* Aim of the task
Return exactly the span of lines that opens with the line containing "all of them" and closes with the last line of the data, inclusive.

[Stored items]
use std::sync::Arc;
use tinysched_core::{NodeInfo, PodInfo, ResourceQuantity};
use tracing::debug;

/// Filter plugin trait
///
/// Receives the nodes that survived the previous plugin and returns the
/// subset that can host the pod.
pub trait FilterPlugin: Send + Sync {
    /// Narrow `nodes` to those that can accommodate `pod`
    fn filter(&self, nodes: Vec<NodeInfo>, pod: &PodInfo) -> Vec<NodeInfo>;

    /// Name of the filter
    fn name(&self) -> &str;
}

/// Keeps nodes whose free resources cover the pod's requests
pub struct ResourceFilter;

impl FilterPlugin for ResourceFilter {
    fn filter(&self, nodes: Vec<NodeInfo>, pod: &PodInfo) -> Vec<NodeInfo> {
        let request = pod.request();

        nodes
            .into_iter()
            .filter(|node| {
                let free = node.free();
                if free.accommodate(request) {
                    return true;
                }
                debug!(
                    "Node {} filtered out for pod {}: {}",
                    node.name(),
                    pod.key(),
                    insufficient_reason(&free, request)
                );
                false
            })
            .collect()
    }

    fn name(&self) -> &str {
        "ResourceFilter"
    }
}

/// Describe the first dimension in which `free` falls short of `request`
fn insufficient_reason(free: &ResourceQuantity, request: &ResourceQuantity) -> String {
    if request.cpu_millicores > free.cpu_millicores {
        format!(
            "Insufficient CPU: requested {} milli, available {} milli",
            request.cpu_millicores, free.cpu_millicores
        )
    } else if request.memory_bytes > free.memory_bytes {
        format!(
            "Insufficient memory: requested {} bytes, available {} bytes",
            request.memory_bytes, free.memory_bytes
        )
    } else {
        format!(
            "Insufficient GPU: requested {}, available {}",
            request.gpu, free.gpu
        )
    }
}

/// Get default filter plugins
pub fn default_filters() -> Vec<Arc<dyn FilterPlugin>> {
    vec![Arc::new(ResourceFilter)]
}

/// Apply every filter in order; a node must pass all of them
pub fn run_filters(
    filters: &[Arc<dyn FilterPlugin>],
    nodes: Vec<NodeInfo>,
    pod: &PodInfo,
) -> Vec<NodeInfo> {
    filters.iter().fold(nodes, |nodes, filter| {
        let before = nodes.len();
        let surviving = filter.filter(nodes, pod);
        debug!(
            "{} kept {}/{} nodes for pod {}",
            filter.name(),
            surviving.len(),
            before,
            pod.key()
        );
        surviving
    })
}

* Written solution
/// Apply every filter in order; a node must pass all of them
pub fn run_filters(
    filters: &[Arc<dyn FilterPlugin>],
    nodes: Vec<NodeInfo>,
    pod: &PodInfo,
) -> Vec<NodeInfo> {
    filters.iter().fold(nodes, |nodes, filter| {
        let before = nodes.len();
        let surviving = filter.filter(nodes, pod);
        debug!(
            "{} kept {}/{} nodes for pod {}",
            filter.name(),
            surviving.len(),
            before,
            pod.key()
        );
        surviving
    })
}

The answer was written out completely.